(Stored items)
Start of Block

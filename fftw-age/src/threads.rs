//! Threaded planning and the process-wide FFTW lock.

use crate::error::{Error, Result};
use log::debug;
use std::sync::atomic::{AtomicBool, Ordering};
use std::sync::{MutexGuard, Once};

/// Environment variable consulted when no thread count is given.
pub const THREADS_ENV: &str = "OMP_NUM_THREADS";

static INIT: Once = Once::new();
static INIT_OK: AtomicBool = AtomicBool::new(false);

/// Serialize access to FFTW.
///
/// This is the `fftw` crate's own planner mutex, so plans made through that crate elsewhere in
/// the process are serialized with ours.  A panic while holding the lock leaves FFTW itself
/// intact, so poisoning is ignored.
pub(crate) fn planner_lock() -> MutexGuard<'static, ()> {
    fftw::FFTW_MUTEX.lock().unwrap_or_else(|e| e.into_inner())
}

/// Determine how many threads the planner should use.
///
/// An explicit count takes precedence, then the first entry of `OMP_NUM_THREADS`, then the
/// available parallelism of the machine.
pub fn resolve_threads(explicit: Option<usize>) -> Result<usize> {
    resolve_threads_from(explicit, std::env::var(THREADS_ENV).ok().as_deref())
}

fn resolve_threads_from(explicit: Option<usize>, env: Option<&str>) -> Result<usize> {
    if let Some(n) = explicit {
        return if n == 0 {
            Err(Error::InvalidThreads(n.to_string()))
        } else {
            Ok(n)
        };
    }

    if let Some(value) = env.map(str::trim).filter(|v| !v.is_empty()) {
        // OpenMP allows a comma-separated list, one entry per nesting level.
        let first = value.split(',').next().unwrap_or(value).trim();
        return match first.parse::<usize>() {
            Ok(n) if n > 0 => Ok(n),
            _ => Err(Error::InvalidThreads(value.to_string())),
        };
    }

    Ok(std::thread::available_parallelism()
        .map(|n| n.get())
        .unwrap_or(1))
}

/// Initialise FFTW's threaded planner.  Only the first call does any work.
pub fn init_threads() -> Result<()> {
    let _guard = planner_lock();
    init_threads_locked()
}

pub(crate) fn init_threads_locked() -> Result<()> {
    INIT.call_once(|| {
        let ok = unsafe { fftw_sys::fftw_init_threads() } != 0;
        debug!("fftw_init_threads: {}", if ok { "ok" } else { "failed" });
        INIT_OK.store(ok, Ordering::SeqCst);
    });
    if INIT_OK.load(Ordering::SeqCst) {
        Ok(())
    } else {
        Err(Error::ThreadInit)
    }
}

/// Release FFTW's thread and planner state.
///
/// Call once, at program exit; planning afterwards is not supported.
pub fn cleanup() {
    let _guard = planner_lock();
    if INIT_OK.load(Ordering::SeqCst) {
        unsafe { fftw_sys::fftw_cleanup_threads() };
    } else {
        unsafe { fftw_sys::fftw_cleanup() };
    }
    debug!("FFTW state released");
}

#[cfg(test)]
mod tests {
    use super::*;

    #[test]
    fn explicit_wins() {
        assert_eq!(resolve_threads_from(Some(3), Some("8")).unwrap(), 3);
    }

    #[test]
    fn explicit_zero() {
        assert!(matches!(
            resolve_threads_from(Some(0), None),
            Err(Error::InvalidThreads(_))
        ));
    }

    #[test]
    fn environment() {
        assert_eq!(resolve_threads_from(None, Some("6")).unwrap(), 6);
        assert_eq!(resolve_threads_from(None, Some(" 4,2 ")).unwrap(), 4);
        assert!(resolve_threads_from(None, Some("0")).is_err());
        assert!(resolve_threads_from(None, Some("many")).is_err());
    }

    #[test]
    fn fallback() {
        assert!(resolve_threads_from(None, None).unwrap() >= 1);
        assert!(resolve_threads_from(None, Some("  ")).unwrap() >= 1);
    }
}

End of Block

__Exercise prompt__
Word for word, write out every record.

__Task solution__
filename fftw-age/src/threads.rs
//! Threaded planning and the process-wide FFTW lock.

use crate::error::{Error, Result};
use log::debug;
use std::sync::atomic::{AtomicBool, Ordering};
use std::sync::{MutexGuard, Once};

/// Environment variable consulted when no thread count is given.
pub const THREADS_ENV: &str = "OMP_NUM_THREADS";

static INIT: Once = Once::new();
static INIT_OK: AtomicBool = AtomicBool::new(false);

/// Serialize access to FFTW.
///
/// This is the `fftw` crate's own planner mutex, so plans made through that crate elsewhere in
/// the process are serialized with ours.  A panic while holding the lock leaves FFTW itself
/// intact, so poisoning is ignored.
pub(crate) fn planner_lock() -> MutexGuard<'static, ()> {
    fftw::FFTW_MUTEX.lock().unwrap_or_else(|e| e.into_inner())
}

/// Determine how many threads the planner should use.
///
/// An explicit count takes precedence, then the first entry of `OMP_NUM_THREADS`, then the
/// available parallelism of the machine.
pub fn resolve_threads(explicit: Option<usize>) -> Result<usize> {
    resolve_threads_from(explicit, std::env::var(THREADS_ENV).ok().as_deref())
}

fn resolve_threads_from(explicit: Option<usize>, env: Option<&str>) -> Result<usize> {
    if let Some(n) = explicit {
        return if n == 0 {
            Err(Error::InvalidThreads(n.to_string()))
        } else {
            Ok(n)
        };
    }

    if let Some(value) = env.map(str::trim).filter(|v| !v.is_empty()) {
        // OpenMP allows a comma-separated list, one entry per nesting level.
        let first = value.split(',').next().unwrap_or(value).trim();
        return match first.parse::<usize>() {
            Ok(n) if n > 0 => Ok(n),
            _ => Err(Error::InvalidThreads(value.to_string())),
        };
    }

    Ok(std::thread::available_parallelism()
        .map(|n| n.get())
        .unwrap_or(1))
}

/// Initialise FFTW's threaded planner.  Only the first call does any work.
pub fn init_threads() -> Result<()> {
    let _guard = planner_lock();
    init_threads_locked()
}

pub(crate) fn init_threads_locked() -> Result<()> {
    INIT.call_once(|| {
        let ok = unsafe { fftw_sys::fftw_init_threads() } != 0;
        debug!("fftw_init_threads: {}", if ok { "ok" } else { "failed" });
        INIT_OK.store(ok, Ordering::SeqCst);
    });
    if INIT_OK.load(Ordering::SeqCst) {
        Ok(())
    } else {
        Err(Error::ThreadInit)
    }
}

/// Release FFTW's thread and planner state.
///
/// Call once, at program exit; planning afterwards is not supported.
pub fn cleanup() {
    let _guard = planner_lock();
    if INIT_OK.load(Ordering::SeqCst) {
        unsafe { fftw_sys::fftw_cleanup_threads() };
    } else {
        unsafe { fftw_sys::fftw_cleanup() };
    }
    debug!("FFTW state released");
}

#[cfg(test)]
mod tests {
    use super::*;

    #[test]
    fn explicit_wins() {
        assert_eq!(resolve_threads_from(Some(3), Some("8")).unwrap(), 3);
    }

    #[test]
    fn explicit_zero() {
        assert!(matches!(
            resolve_threads_from(Some(0), None),
            Err(Error::InvalidThreads(_))
        ));
    }

    #[test]
    fn environment() {
        assert_eq!(resolve_threads_from(None, Some("6")).unwrap(), 6);
        assert_eq!(resolve_threads_from(None, Some(" 4,2 ")).unwrap(), 4);
        assert!(resolve_threads_from(None, Some("0")).is_err());
        assert!(resolve_threads_from(None, Some("many")).is_err());
    }

    #[test]
    fn fallback() {
        assert!(resolve_threads_from(None, None).unwrap() >= 1);
        assert!(resolve_threads_from(None, Some("  ")).unwrap() >= 1);
    }
}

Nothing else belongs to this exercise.